**Work instructions:**
Return the lines below exactly, from the first one through the line that has "let cos_angle = (ba.0". Leave out everything after it.
--- START ---
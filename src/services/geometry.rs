/// Geometry helpers shared by the classifiers and metric scorers.
///
/// All angles are in degrees. Image `y` grows downward, so "up" is `-y`.

use crate::models::Point;

/// Angle at `b` formed by the segments `b→a` and `b→c`.
///
/// Returns `None` when either segment has zero length.
pub fn angle_between(a: Point, b: Point, c: Point) -> Option<f64> {
    let ba = (a.x - b.x, a.y - b.y);
    let bc = (c.x - b.x, c.y - b.y);

    let mag_ba = (ba.0 * ba.0 + ba.1 * ba.1).sqrt();
    let mag_bc = (bc.0 * bc.0 + bc.1 * bc.1).sqrt();
    if mag_ba < f64::EPSILON || mag_bc < f64::EPSILON {
        return None;
    }

    let cos_angle = (ba.0 * bc.0 + ba.1 * bc.1) / (mag_ba * mag_bc);
    Some(cos_angle.clamp(-1.0, 1.0).acos().to_degrees())
}

/// Angle between the segment `from→to` and straight up, in [0, 180].
///
/// A zero-length segment is treated as vertical.
pub fn angle_from_vertical(from: Point, to: Point) -> f64 {
    let dx = to.x - from.x;
    let dy = from.y - to.y;
    if dx.abs() < f64::EPSILON && dy.abs() < f64::EPSILON {
        return 0.0;
    }
    dx.abs().atan2(dy).to_degrees()
}

pub fn midpoint(a: Point, b: Point) -> Point {
    Point::new((a.x + b.x) / 2.0, (a.y + b.y) / 2.0)
}

/// Round a raw score and clamp it into 0-100
pub fn clamp_score(raw: f64) -> u8 {
    if raw.is_nan() {
        return 0;
    }
    raw.round().clamp(0.0, 100.0) as u8
}

/// Linear interpolation of `value` from `[from_lo, from_hi]` onto `[to_lo, to_hi]`, clamped
pub fn lerp_clamped(value: f64, from_lo: f64, from_hi: f64, to_lo: f64, to_hi: f64) -> f64 {
    let span = from_hi - from_lo;
    if span.abs() < f64::EPSILON {
        return to_lo;
    }
    let t = ((value - from_lo) / span).clamp(0.0, 1.0);
    to_lo + (to_hi - to_lo) * t
}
--- END ---
**Written solution:**
filename src/services/geometry.rs
/// Geometry helpers shared by the classifiers and metric scorers.
///
/// All angles are in degrees. Image `y` grows downward, so "up" is `-y`.

use crate::models::Point;

/// Angle at `b` formed by the segments `b→a` and `b→c`.
///
/// Returns `None` when either segment has zero length.
pub fn angle_between(a: Point, b: Point, c: Point) -> Option<f64> {
    let ba = (a.x - b.x, a.y - b.y);
    let bc = (c.x - b.x, c.y - b.y);

    let mag_ba = (ba.0 * ba.0 + ba.1 * ba.1).sqrt();
    let mag_bc = (bc.0 * bc.0 + bc.1 * bc.1).sqrt();
    if mag_ba < f64::EPSILON || mag_bc < f64::EPSILON {
        return None;
    }

    let cos_angle = (ba.0 * bc.0 + ba.1 * bc.1) / (mag_ba * mag_bc);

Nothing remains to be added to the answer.